One of our first nights in Kotale, as we were settling into bed with the sounds of crickets and frogs drifting through the windows, we suddenly heard a voice echoing through the village. A campaigner with a megaphone was broadcasting campaign promises and slogans. As he came down the path toward our house, he was shouting at the top of his lungs. We got up and ran to the living room window to see who was making such a racket. The cloudy, moonless night was so dark that as the man with the megaphone came walking past our house, we couldn’t even see his silhouette. There was no mistaking his presence, though. Back in the States, this man would be arrested for disturbing the peace. Here, I have not yet heard anyone complain about the disturbance, which would have been enough to wake even the most soundly sleeping baby.

The present governor of Western Province is a native of Kotale village, and he is up for reelection this year. Late one afternoon, I heard that the governor had made a campaign stop at the Kotale ECP Church (Evangelical Church of Papua New Guinea). Laurie and I decided to take an evening stroll there and experience a little of the political scene.

The sun was beginning to set, and darkness was falling. Many people were milling around outside the church. The PA system was broadcasting the speaker’s voice loud enough to be heard by the whole village. Some people were dressed in traditional grass skirts, beads and head feathers. Their bodies and faces were painted with mud and red clay. There had been a cultural dance prior to the speeches. A drummer sat near the church door holding drums he had made just that morning for the occasion.

Laurie pulled out our camera and started taking pictures. Soon, she was surrounded by a group of kids who wanted to see the pictures on the camera’s little screen. The kids laughed and hollered as they saw themselves and their friends in the pictures. We started to feel that we were getting more attention than the governor, so we put the camera back in its bag and slipped inside the church to listen respectfully to the governor’s speech.

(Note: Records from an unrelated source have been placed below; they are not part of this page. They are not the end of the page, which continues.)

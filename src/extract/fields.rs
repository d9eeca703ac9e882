//! Named field extractors over an isolated block body
//!
//! Each extractor is independent: one field's pattern never consumes text another
//! field needs, and a miss yields `None` (or an empty member list) rather than an
//! error. Values end at the first closing quote or bracket as written by the
//! provider; a value that contains its own terminator is truncated there.

use super::classify::BlockKind;
use super::scan;
use regex::Regex;
use std::sync::OnceLock;

/// Fields recovered from a tile layer block
#[derive(Debug, Clone, Default, PartialEq, Eq)]
pub struct TileFields {
    pub title: Option<String>,
    pub typename: Option<String>,
    pub xyz_url: Option<String>,
    pub max_zoom: Option<u32>,
}

/// Fields recovered from a group layer block
#[derive(Debug, Clone, Default, PartialEq, Eq)]
pub struct GroupFields {
    pub title: Option<String>,
    pub typename: Option<String>,
    pub members: Vec<String>,
}

#[derive(Debug, Clone, PartialEq, Eq)]
pub enum ExtractedFields {
    Tile(TileFields),
    Group(GroupFields),
}

// A quoted value closed by its own quote and followed by `,`, `}`, a line end or the
// end of the block. The trailing context is what separates `title: "A", x` from
// `title: "A" + b`. Inside single quotes an apostrophe followed by a word character
// (`'King's Map'`) is part of the value.
fn quoted_field_regex(key: &str, suffix: &str) -> Regex {
    let pattern = format!(
        r#"\b{key}\s*:\s*(?:"([^"\n]*{suffix})"|'((?:[^'\n]|'\w)*{suffix})')[ \t]*(?:,|\}}|\r?\n|\z)"#,
        key = key,
        suffix = suffix,
    );
    Regex::new(&pattern).expect("Invalid field regex")
}

fn title_regex() -> &'static Regex {
    static TITLE_REGEX: OnceLock<Regex> = OnceLock::new();
    TITLE_REGEX.get_or_init(|| quoted_field_regex("title", ""))
}

fn typename_regex() -> &'static Regex {
    static TYPENAME_REGEX: OnceLock<Regex> = OnceLock::new();
    TYPENAME_REGEX.get_or_init(|| quoted_field_regex("typename", ""))
}

fn url_regex() -> &'static Regex {
    static URL_REGEX: OnceLock<Regex> = OnceLock::new();
    URL_REGEX.get_or_init(|| quoted_field_regex("url", r"\.(?i:png|jpe?g)"))
}

fn max_zoom_regex() -> &'static Regex {
    static MAX_ZOOM_REGEX: OnceLock<Regex> = OnceLock::new();
    MAX_ZOOM_REGEX.get_or_init(|| Regex::new(r"\bmaxZ\s*:\s*(\d+)").expect("Invalid maxZ regex"))
}

fn xyz_source_regex() -> &'static Regex {
    static XYZ_SOURCE_REGEX: OnceLock<Regex> = OnceLock::new();
    XYZ_SOURCE_REGEX.get_or_init(|| {
        Regex::new(r"\bsource\s*:\s*new\s+ol\.source\.XYZ\s*\(\s*\{")
            .expect("Invalid XYZ source regex")
    })
}

fn layers_regex() -> &'static Regex {
    static LAYERS_REGEX: OnceLock<Regex> = OnceLock::new();
    LAYERS_REGEX
        .get_or_init(|| Regex::new(r"\blayers\s*:\s*\[").expect("Invalid layers regex"))
}

// An empty quoted value reads as absent, the same way an empty table cell loads.
fn first_quoted(re: &Regex, text: &str) -> Option<String> {
    let cap = re.captures(text)?;
    cap.get(1)
        .or_else(|| cap.get(2))
        .map(|m| m.as_str())
        .filter(|v| !v.is_empty())
        .map(str::to_string)
}

pub fn extract_title(body: &str) -> Option<String> {
    first_quoted(title_regex(), body)
}

pub fn extract_typename(body: &str) -> Option<String> {
    first_quoted(typename_regex(), body)
}

/// XYZ URL template, which must end in an image extension
pub fn extract_url(scope: &str) -> Option<String> {
    first_quoted(url_regex(), scope)
}

pub fn extract_max_zoom(scope: &str) -> Option<u32> {
    max_zoom_regex()
        .captures(scope)
        .and_then(|cap| cap.get(1))
        .and_then(|m| m.as_str().parse().ok())
}

/// Contents of the `source: new ol.source.XYZ({ ... })` object, without its braces
pub fn xyz_source_block(body: &str) -> Option<&str> {
    let m = xyz_source_regex().find(body)?;
    let open = m.end() - 1;
    let close = scan::matching_close(body, open, b'{', b'}')?;
    Some(&body[open + 1..close])
}

/// Member identifiers of a `layers: [a, b, c]` list
///
/// A missing keyword or an unterminated list yields an empty list. Empty elements
/// (from a trailing comma) are dropped.
pub fn extract_members(body: &str) -> Vec<String> {
    let Some(m) = layers_regex().find(body) else {
        return Vec::new();
    };
    let open = m.end() - 1;
    let Some(close) = scan::matching_close(body, open, b'[', b']') else {
        return Vec::new();
    };

    body[open + 1..close]
        .split(',')
        .map(str::trim)
        .filter(|member| !member.is_empty())
        .map(str::to_string)
        .collect()
}

pub fn extract_tile_fields(body: &str) -> TileFields {
    let source = xyz_source_block(body);
    let scope = source.unwrap_or(body);

    // Some providers put the zoom limit on the layer rather than the source
    let max_zoom = extract_max_zoom(scope).or_else(|| {
        source.and_then(|_| extract_max_zoom(body))
    });

    TileFields {
        title: extract_title(body),
        typename: extract_typename(body),
        xyz_url: extract_url(scope),
        max_zoom,
    }
}

pub fn extract_group_fields(body: &str) -> GroupFields {
    GroupFields {
        title: extract_title(body),
        typename: extract_typename(body),
        members: extract_members(body),
    }
}

/// Run the extractors that apply to `kind`. Unclassified blocks yield nothing.
pub fn extract_fields(kind: BlockKind, body: &str) -> Option<ExtractedFields> {
    match kind {
        BlockKind::TileLayer => Some(ExtractedFields::Tile(extract_tile_fields(body))),
        BlockKind::GroupLayer => Some(ExtractedFields::Group(extract_group_fields(body))),
        BlockKind::Unclassified => None,
    }
}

People sat on the wooden floor, the women on the left and the men on the right as they normally do for church. There were no electric lights to illuminate the platform, so we had a hard time seeing the speaker. We soon learned that the provincial secretary was there also. When the speeches were done, someone escorted us up to the front to meet the governor. We introduced ourselves as new AFM missionaries here. He said, “Are you David?” I told him no, that David and Cindy White were on furlough in the States. The secretary leaned over and shook my hand. “I’m also a Seventh-day Adventist,” he said. Later, I found out that he is an elder in his church. Praise God for the people He puts in government positions for such a time as this.

Recently, I asked a friend when the voting would take place. He told me it would happen the following Thursday. When Thursday arrived, I asked my friend if he would be voting that day. “No,” he said. “The pollsters haven’t come, yet. Maybe tomorrow they will come.” They didn’t show up until late Friday afternoon in their motorized dinghy. I knew they would open the polls on Sabbath morning and then move to another village in the afternoon. This would create Sabbath issues for our church members in Kotale.

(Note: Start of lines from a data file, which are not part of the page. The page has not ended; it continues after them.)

use crate::service::BoundingBox;
use serde::Serialize;
use std::collections::HashMap;
use std::sync::Mutex;

/// Raw feature response for one layer, with the parameters that produced it
#[derive(Debug, Clone, PartialEq, Serialize)]
pub struct FeatureDocument {
    pub name: String,
    pub typename: String,
    pub bbox: BoundingBox,
    pub srs_name: String,
    #[serde(skip)]
    pub body: Vec<u8>,
}

impl FeatureDocument {
    pub fn body_text(&self) -> std::borrow::Cow<'_, str> {
        String::from_utf8_lossy(&self.body)
    }
}

/// Where resolved feature documents are recorded
pub trait QueryStore: Send + Sync {
    /// Store a document under its layer name, replacing any earlier one
    fn record(&self, document: FeatureDocument);

    fn get(&self, name: &str) -> Option<FeatureDocument>;

    /// Names queried so far, in the order they were first recorded
    fn names(&self) -> Vec<String>;
}

#[derive(Debug, Default)]
struct LogState {
    order: Vec<String>,
    documents: HashMap<String, FeatureDocument>,
}

/// In-memory query log shared by reference
#[derive(Debug, Default)]
pub struct QueryLog {
    state: Mutex<LogState>,
}

impl QueryLog {
    pub fn new() -> Self {
        Self::default()
    }

    pub fn len(&self) -> usize {
        self.state.lock().map(|s| s.order.len()).unwrap_or(0)
    }

    pub fn is_empty(&self) -> bool {
        self.len() == 0
    }
}

impl QueryStore for QueryLog {
    fn record(&self, document: FeatureDocument) {
        let mut state = match self.state.lock() {
            Ok(guard) => guard,
            Err(poisoned) => poisoned.into_inner(),
        };
        if !state.documents.contains_key(&document.name) {
            state.order.push(document.name.clone());
        }
        state.documents.insert(document.name.clone(), document);
    }

    fn get(&self, name: &str) -> Option<FeatureDocument> {
        self.state
            .lock()
            .ok()
            .and_then(|s| s.documents.get(name).cloned())
    }

    fn names(&self) -> Vec<String> {
        self.state
            .lock()
            .map(|s| s.order.clone())
            .unwrap_or_default()
    }
}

The turnout at church on Sabbath morning was lighter than usual. Some of our friends were missing. The next day, I saw one of them and commented that I’d missed him on Sabbath. He confessed that he had gone to the polling place to vote. When I asked him if he had voted, he said he had waited all day there, but his name had never been called.

I heard a different story from some other church members who faithfully kept the Sabbath and attended church. On Sunday, they’d paddled their canoe to where the pollsters were working and waited for their names to be called. Eventually, they were permitted to cast their ballots.

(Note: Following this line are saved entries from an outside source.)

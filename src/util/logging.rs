//! Structured logging setup for tilefinder
//!
//! Initialises the `tracing` ecosystem once per process. Output goes to stderr so
//! that listings printed on stdout stay machine-readable.
//!
//! # Example
//!
//! ```no_run
//! use tilefinder::util::logging;
//! use tracing::{debug, info};
//!
//! logging::init_logging(logging::LoggingConfig::from_env());
//!
//! info!("Fetching live configuration");
//! debug!(layer = "oneinch2nd", "Classified block");
//! ```

use std::env;
use std::sync::Once;
use tracing::Level;
use tracing_subscriber::{fmt, layer::SubscriberExt, util::SubscriberInitExt, EnvFilter};

static INIT: Once = Once::new();

/// Configuration for logging initialization
#[derive(Debug, Clone)]
pub struct LoggingConfig {
    /// Minimum log level to display
    pub level: Level,

    /// Use JSON output format
    pub use_json: bool,

    /// Include the module target (e.g., tilefinder::extract) in logs
    pub include_target: bool,

    /// Include file and line number information
    pub include_location: bool,
}

impl Default for LoggingConfig {
    fn default() -> Self {
        Self {
            level: Level::INFO,
            use_json: false,
            include_target: true,
            include_location: false,
        }
    }
}

impl LoggingConfig {
    /// Level from `TILEFINDER_LOG_LEVEL`, JSON output when `TILEFINDER_LOG_JSON=true`
    pub fn from_env() -> Self {
        Self::from_settings(
            env::var("TILEFINDER_LOG_LEVEL").ok().as_deref(),
            env::var("TILEFINDER_LOG_JSON").ok().as_deref(),
        )
    }

    fn from_settings(level: Option<&str>, json: Option<&str>) -> Self {
        Self {
            level: level.map(parse_level).unwrap_or(Level::INFO),
            use_json: json.and_then(|v| v.parse::<bool>().ok()).unwrap_or(false),
            ..Default::default()
        }
    }
}

/// Parses a log level from a string, falling back to `Level::INFO`
///
/// ```
/// use tilefinder::util::logging::parse_level;
/// use tracing::Level;
///
/// assert_eq!(parse_level("debug"), Level::DEBUG);
/// assert_eq!(parse_level("INFO"), Level::INFO);
/// assert_eq!(parse_level("invalid"), Level::INFO);
/// ```
pub fn parse_level(level_str: &str) -> Level {
    match level_str.to_lowercase().as_str() {
        "trace" => Level::TRACE,
        "debug" => Level::DEBUG,
        "info" => Level::INFO,
        "warn" => Level::WARN,
        "error" => Level::ERROR,
        _ => {
            eprintln!(
                "Invalid log level '{}', defaulting to INFO. Valid levels: trace, debug, info, warn, error",
                level_str
            );
            Level::INFO
        }
    }
}

fn build_filter(level: Level) -> EnvFilter {
    let mut filter = EnvFilter::from_default_env();

    if let Ok(directive) = format!("tilefinder={}", level).parse() {
        filter = filter.add_directive(directive);
    }

    // Quiet the HTTP stack unless RUST_LOG asks for it
    if env::var("RUST_LOG").is_err() {
        for noisy in ["hyper=warn", "hyper_util=warn", "reqwest=warn"] {
            if let Ok(directive) = noisy.parse() {
                filter = filter.add_directive(directive);
            }
        }
    }

    filter
}

/// Initializes the logging system. Only the first call has any effect.
pub fn init_logging(config: LoggingConfig) {
    INIT.call_once(|| {
        let filter = build_filter(config.level);

        if config.use_json {
            tracing_subscriber::registry()
                .with(filter)
                .with(
                    fmt::layer()
                        .json()
                        .with_writer(std::io::stderr)
                        .with_target(config.include_target)
                        .with_file(config.include_location)
                        .with_line_number(config.include_location),
                )
                .init();
        } else {
            tracing_subscriber::registry()
                .with(filter)
                .with(
                    fmt::layer()
                        .with_writer(std::io::stderr)
                        .with_target(config.include_target)
                        .with_file(config.include_location)
                        .with_line_number(config.include_location),
                )
                .init();
        }
    });
}

#[cfg(test)]
mod tests {
    use super::*;

    #[test]
    fn test_parse_level() {
        assert_eq!(parse_level("trace"), Level::TRACE);
        assert_eq!(parse_level("debug"), Level::DEBUG);
        assert_eq!(parse_level("info"), Level::INFO);
        assert_eq!(parse_level("warn"), Level::WARN);
        assert_eq!(parse_level("error"), Level::ERROR);
    }

    #[test]
    fn test_parse_level_case_insensitive() {
        assert_eq!(parse_level("TRACE"), Level::TRACE);
        assert_eq!(parse_level("Debug"), Level::DEBUG);
    }

    #[test]
    fn test_parse_level_invalid() {
        assert_eq!(parse_level("invalid"), Level::INFO);
        assert_eq!(parse_level(""), Level::INFO);
    }

    #[test]
    fn test_default_config() {
        let config = LoggingConfig::default();
        assert_eq!(config.level, Level::INFO);
        assert!(!config.use_json);
        assert!(config.include_target);
        assert!(!config.include_location);
    }

    #[test]
    fn test_settings_from_environment_values() {
        let config = LoggingConfig::from_settings(Some("warn"), Some("true"));
        assert_eq!(config.level, Level::WARN);
        assert!(config.use_json);
        assert!(config.include_target);
    }

    #[test]
    fn test_settings_default_when_unset_or_invalid() {
        let config = LoggingConfig::from_settings(None, Some("yes"));
        assert_eq!(config.level, Level::INFO);
        assert!(!config.use_json);
    }
}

Many people here are disgruntled over the perceived unfairness of the polls, but we take comfort that “the powers that be are ordained of God” (Rom. 13:1). Though we believe in being good citizens and exercising our right to vote, we also believe that God always comes first. It is our desire that the Gogodala people will make God’s kingdom a priority above the affairs of this world so they can experience the joy that God has promised. “If you cease to tread the Sabbath underfoot, and keep My holy day free from your own affairs, if you call the Sabbath a day of joy and the Lord’s holy day, a day to be honored . . . then you shall find your joy in the Lord” (Isa. 58:13, 14).